New Dimensions in Photo Processes invites artists in all visual media to discover contemporary approaches to historical techniques. Painters, printmakers, and photographers alike will find value in this practical book, as these processes require little to no knowledge of photography, digital means, or chemistry.

Easy to use in a studio or lab, this edition highlights innovative work by internationally respected artists, such as Robert Rauschenberg, Chuck Close, Mike and Doug Starn, and Emmet Gowin.

In addition to including new sun-printing techniques, such as salted paper and lumen printing, this book has been updated throughout, from pinhole camera and digital methods of making color separations and contact negatives to making water color pigments photo-sensitive and more.

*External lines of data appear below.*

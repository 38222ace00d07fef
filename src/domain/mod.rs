//! Domain Layer
//!
//! Contains all domain entities and core abstractions.
//! This layer has NO external dependencies (except serde, chrono and log).

mod entity;
mod item;
mod menu;
mod shopping_list;
mod catalog;

pub use entity::{Entity, DomainError, DomainResult, timestamp_now};
pub use item::{Item, Unit, validate_quantity};
pub use menu::{Menu, MenuDraft, DraftPreview};
pub use shopping_list::{is_valid_name_format, ShoppingList, ShoppingListSummary, DEFAULT_LIST_NAME_FORMAT};
pub use catalog::{Catalog, CatalogEntry, Category};
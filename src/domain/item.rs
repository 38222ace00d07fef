//! Item Value Type
//!
//! A purchasable food item with a quantity. Items have no identity of their
//! own beyond the catalog id they were picked from.

use serde::{Deserialize, Serialize};
use super::entity::{DomainError, DomainResult};

/// How an item's quantity is measured
///
/// Serialized as the short labels shown in the UI ("Kg" / "Un"); these tags
/// are part of the persisted record shape.
#[derive(Debug, Clone, Copy, PartialEq, Eq, Serialize, Deserialize, Default)]
pub enum Unit {
    /// Weight in kilograms
    #[serde(rename = "Kg")]
    Weight,
    /// Number of units
    #[default]
    #[serde(rename = "Un")]
    Count,
}

impl Unit {
    pub fn as_str(&self) -> &'static str {
        match self {
            Unit::Weight => "Kg",
            Unit::Count => "Un",
        }
    }

    /// The other unit
    pub fn toggled(self) -> Self {
        match self {
            Unit::Weight => Unit::Count,
            Unit::Count => Unit::Weight,
        }
    }
}

/// A food item with quantity, as stored inside a menu
#[derive(Debug, Clone, PartialEq, Serialize, Deserialize)]
pub struct Item {
    /// Stable catalog key (e.g. "apple")
    pub id: String,
    /// Display name
    pub name: String,
    /// Catalog category key
    pub category: String,
    /// Always >= 1; whole for `Unit::Count`
    pub quantity: f64,
    pub unit: Unit,
}

impl Item {
    /// Create an item with quantity 1
    pub fn new(id: impl Into<String>, name: impl Into<String>, category: impl Into<String>, unit: Unit) -> Self {
        Self {
            id: id.into(),
            name: name.into(),
            category: category.into(),
            quantity: 1.0,
            unit,
        }
    }

    pub fn with_quantity(mut self, quantity: f64) -> Self {
        self.quantity = quantity;
        self
    }

    /// Check the quantity invariant
    pub fn validate(&self) -> DomainResult<()> {
        validate_quantity(&self.id, self.quantity, self.unit)
    }
}

/// Quantities must be finite and at least 1, and whole when counted in units.
/// Bad values are rejected, never clamped or rounded.
pub fn validate_quantity(item_id: &str, quantity: f64, unit: Unit) -> DomainResult<()> {
    if !quantity.is_finite() || quantity < 1.0 {
        return Err(DomainError::InvalidInput(format!(
            "quantity for '{}' must be at least 1, got {}",
            item_id, quantity
        )));
    }
    if unit == Unit::Count && quantity.fract() != 0.0 {
        return Err(DomainError::InvalidInput(format!(
            "quantity for '{}' must be a whole number of {}, got {}",
            item_id,
            unit.as_str(),
            quantity
        )));
    }
    Ok(())
}
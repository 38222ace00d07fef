//! Store Handle
//!
//! Bundles the two repositories the workflow needs so they can be injected
//! as one value.

use std::sync::Arc;

use crate::domain::{Menu, ShoppingList};
use super::db::DbState;
use super::menu_repo::MenuRepository;
use super::shopping_list_repo::ShoppingListRepository;
use super::traits::{CompletableRepository, Repository};

#[derive(Clone)]
pub struct Store {
    pub menus: Arc<dyn Repository<Menu>>,
    pub shopping_lists: Arc<dyn CompletableRepository<ShoppingList>>,
}

impl Store {
    pub fn new(
        menus: Arc<dyn Repository<Menu>>,
        shopping_lists: Arc<dyn CompletableRepository<ShoppingList>>,
    ) -> Self {
        Self { menus, shopping_lists }
    }

    /// SQLite repositories sharing the connection of `db_state`
    pub fn sqlite(db_state: &DbState) -> Self {
        Self {
            menus: Arc::new(MenuRepository::new(db_state.shared())),
            shopping_lists: Arc::new(ShoppingListRepository::new(db_state.shared())),
        }
    }
}
//! Menu Repository Implementation
//!
//! SQLite-backed implementation of Repository<Menu>. Items are stored as a
//! JSON array in the `items` column.

use async_trait::async_trait;
use rusqlite::params;

use crate::domain::{timestamp_now, DomainError, DomainResult, Item, Menu};
use super::db::SharedConnection;
use super::traits::Repository;

/// SQLite implementation of Menu repository
pub struct MenuRepository {
    conn: SharedConnection,
}

impl MenuRepository {
    pub fn new(conn: SharedConnection) -> Self {
        Self { conn }
    }
}

#[async_trait]
impl Repository<Menu> for MenuRepository {
    async fn create(&self, entity: &Menu) -> DomainResult<Menu> {
        let guard = self.conn.lock().await;
        let conn = guard.as_ref().ok_or(DomainError::Internal("Database not initialized".to_string()))?;

        let items = serde_json::to_string(&entity.items)
            .map_err(|e| DomainError::Internal(e.to_string()))?;
        let created_at = timestamp_now();

        conn.execute(
            "INSERT INTO menus (name, created_at, items) VALUES (?, ?, ?)",
            params![entity.name, created_at, items],
        )
        .map_err(|e| DomainError::Internal(e.to_string()))?;

        let id = conn.last_insert_rowid() as u32;

        let mut menu = entity.clone();
        menu.id = id;
        menu.created_at = created_at;
        Ok(menu)
    }

    async fn find_by_id(&self, id: u32) -> DomainResult<Option<Menu>> {
        let guard = self.conn.lock().await;
        let conn = guard.as_ref().ok_or(DomainError::Internal("Database not initialized".to_string()))?;

        let mut stmt = conn.prepare("SELECT id, name, created_at, items FROM menus WHERE id = ?")
            .map_err(|e| DomainError::Internal(e.to_string()))?;

        let mut rows = stmt.query(params![id])
            .map_err(|e| DomainError::Internal(e.to_string()))?;

        let found = match rows.next().map_err(|e| DomainError::Internal(e.to_string()))? {
            Some(row) => Some(row_to_menu(row)?),
            None => None,
        };
        Ok(found)
    }

    async fn list(&self) -> DomainResult<Vec<Menu>> {
        let guard = self.conn.lock().await;
        let conn = guard.as_ref().ok_or(DomainError::Internal("Database not initialized".to_string()))?;

        let mut stmt = conn.prepare("SELECT id, name, created_at, items FROM menus ORDER BY created_at ASC, id ASC")
            .map_err(|e| DomainError::Internal(e.to_string()))?;

        let mut rows = stmt.query([])
            .map_err(|e| DomainError::Internal(e.to_string()))?;

        let mut menus = Vec::new();
        while let Some(row) = rows.next().map_err(|e| DomainError::Internal(e.to_string()))? {
            menus.push(row_to_menu(row)?);
        }
        Ok(menus)
    }
}

/// Convert a database row to Menu
fn row_to_menu(row: &rusqlite::Row) -> DomainResult<Menu> {
    let items: String = row.get(3).map_err(|e: rusqlite::Error| DomainError::Internal(e.to_string()))?;
    let items: Vec<Item> = serde_json::from_str(&items)
        .map_err(|e| DomainError::Internal(format!("corrupt items column: {}", e)))?;

    Ok(Menu {
        id: row.get(0).map_err(|e: rusqlite::Error| DomainError::Internal(e.to_string()))?,
        name: row.get(1).map_err(|e: rusqlite::Error| DomainError::Internal(e.to_string()))?,
        created_at: row.get(2).map_err(|e: rusqlite::Error| DomainError::Internal(e.to_string()))?,
        items,
    })
}
//! Menu Entity and Menu Drafts
//!
//! A `MenuDraft` is the unsaved, editable list of items for one slot of the
//! workflow. Confirming a shopping list snapshots each draft into a `Menu`.

use serde::{Deserialize, Serialize};
use super::catalog::CatalogEntry;
use super::entity::{timestamp_now, DomainError, DomainResult, Entity};
use super::item::{validate_quantity, Item};

/// A persisted menu
#[derive(Debug, Clone, PartialEq, Serialize, Deserialize)]
#[serde(rename_all = "camelCase")]
pub struct Menu {
    /// Assigned by the store on first save (0 before that)
    pub id: u32,
    pub name: String,
    /// RFC 3339, set at save time
    pub created_at: String,
    pub items: Vec<Item>,
}

impl Menu {
    /// Create an unsaved menu stamped with the current time
    pub fn new(name: impl Into<String>, items: Vec<Item>) -> Self {
        Self {
            id: 0,
            name: name.into(),
            created_at: timestamp_now(),
            items,
        }
    }

    /// Default menu name for a workflow slot
    pub fn slot_name(slot: usize) -> String {
        format!("Menu {}", slot)
    }
}

impl Entity for Menu {
    type Id = u32;

    fn id(&self) -> Self::Id {
        self.id
    }

    fn created_at(&self) -> &str {
        &self.created_at
    }
}

/// Items previewed for a slot on the overview screen
#[derive(Debug, Clone, PartialEq, Serialize)]
pub struct DraftPreview {
    pub items: Vec<Item>,
    /// How many items did not fit in the preview
    pub more: usize,
}

/// In-progress menu for one workflow slot
///
/// Items keep insertion order and are unique by catalog id. The editing
/// operations (`add_item`, `remove_item`, `update_quantity`, `toggle_unit`)
/// are what an item editor runs on its working copy before submitting it
/// with a save intent; `from_items` replays a submitted list through the
/// same insertion path.
#[derive(Debug, Clone, Default, PartialEq, Serialize, Deserialize)]
#[serde(rename_all = "camelCase")]
pub struct MenuDraft {
    pub menu_number: usize,
    items: Vec<Item>,
}

impl MenuDraft {
    pub fn new(menu_number: usize) -> Self {
        Self {
            menu_number,
            items: Vec::new(),
        }
    }

    /// Build a draft from a full item list, as submitted by a save intent.
    ///
    /// Every item is validated before anything is kept. A repeated id is
    /// folded into its first entry, adding its quantity.
    pub fn from_items(menu_number: usize, items: Vec<Item>) -> DomainResult<Self> {
        for item in &items {
            item.validate()?;
        }
        let mut draft = Self::new(menu_number);
        for item in items {
            draft.insert(item);
        }
        Ok(draft)
    }

    pub fn items(&self) -> &[Item] {
        &self.items
    }

    pub fn into_items(self) -> Vec<Item> {
        self.items
    }

    pub fn len(&self) -> usize {
        self.items.len()
    }

    pub fn is_empty(&self) -> bool {
        self.items.is_empty()
    }

    /// A slot is complete once its draft holds at least one item
    pub fn is_complete(&self) -> bool {
        !self.items.is_empty()
    }

    /// Add one of a catalog item. Re-adding an id bumps its quantity by 1.
    pub fn add_item(&mut self, entry: &CatalogEntry) -> &Item {
        let idx = self.insert(entry.to_item());
        &self.items[idx]
    }

    /// Remove an item, returning it if it was present
    pub fn remove_item(&mut self, item_id: &str) -> Option<Item> {
        self.position(item_id).map(|idx| self.items.remove(idx))
    }

    /// Set an item's quantity. Invalid quantities are rejected and the draft is left as is.
    pub fn update_quantity(&mut self, item_id: &str, quantity: f64) -> DomainResult<()> {
        let idx = self.require_position(item_id)?;
        validate_quantity(item_id, quantity, self.items[idx].unit)?;
        self.items[idx].quantity = quantity;
        Ok(())
    }

    /// Flip an item between Kg and Un. A fractional weight cannot become a count.
    pub fn toggle_unit(&mut self, item_id: &str) -> DomainResult<()> {
        let idx = self.require_position(item_id)?;
        let unit = self.items[idx].unit.toggled();
        validate_quantity(item_id, self.items[idx].quantity, unit)?;
        self.items[idx].unit = unit;
        Ok(())
    }

    pub fn preview(&self, limit: usize) -> DraftPreview {
        let shown = self.items.len().min(limit);
        DraftPreview {
            items: self.items[..shown].to_vec(),
            more: self.items.len() - shown,
        }
    }

    /// Append `item`, or add its quantity to the entry with the same id
    fn insert(&mut self, item: Item) -> usize {
        match self.position(&item.id) {
            Some(idx) => {
                self.items[idx].quantity += item.quantity;
                idx
            }
            None => {
                self.items.push(item);
                self.items.len() - 1
            }
        }
    }

    fn position(&self, item_id: &str) -> Option<usize> {
        self.items.iter().position(|item| item.id == item_id)
    }

    fn require_position(&self, item_id: &str) -> DomainResult<usize> {
        self.position(item_id)
            .ok_or_else(|| DomainError::NotFound(format!("item '{}' not in menu {}", item_id, self.menu_number)))
    }
}
//! Commands for Workflow Intents
//!
//! Exposes the workflow state machine to the frontend.

use crate::workflow::{Intent, ScreenView};
use crate::AppState;

/// Apply one user intent and return the new screen projection
pub async fn dispatch_intent(state: &AppState, intent: Intent) -> Result<ScreenView, String> {
    let mut workflow = state.workflow.lock().await;
    let name = intent.name();
    workflow.dispatch(intent).await.map_err(|e| {
        log::info!("Intent {} rejected: {}", name, e);
        e.to_string()
    })?;
    Ok(workflow.view())
}

/// Projection of the current screen
pub async fn current_view(state: &AppState) -> Result<ScreenView, String> {
    let workflow = state.workflow.lock().await;
    Ok(workflow.view())
}
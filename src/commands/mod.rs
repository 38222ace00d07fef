//! Commands Layer
//!
//! Handlers that bridge the presentation layer to the workflow, the store
//! and the catalog. Errors cross this boundary as plain strings.

mod workflow_cmd;
mod list_cmd;
mod catalog_cmd;
mod request;

pub use workflow_cmd::*;
pub use list_cmd::*;
pub use catalog_cmd::*;
pub use request::{handle_line, handle_request, Request, Response};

With step-by-step instructions and clear safety precautions, New Dimensions in Photo Processes will teach you how to:



  • Reproduce original photographic art, collages, and drawings on paper, fabric, metal, and other unusual surfaces.


  • Safely mix chemicals and apply antique light-sensitive emulsions by hand.


  • Create imagery in and out of the traditional darkroom and digital studio.


  • Relocate photo imagery and make prints from real objects, photocopies, and pictures from magazines and newspapers, as well as from your digitial files and black and white negatives.


  • Alter black and white photographs, smart phone images, and digital prints.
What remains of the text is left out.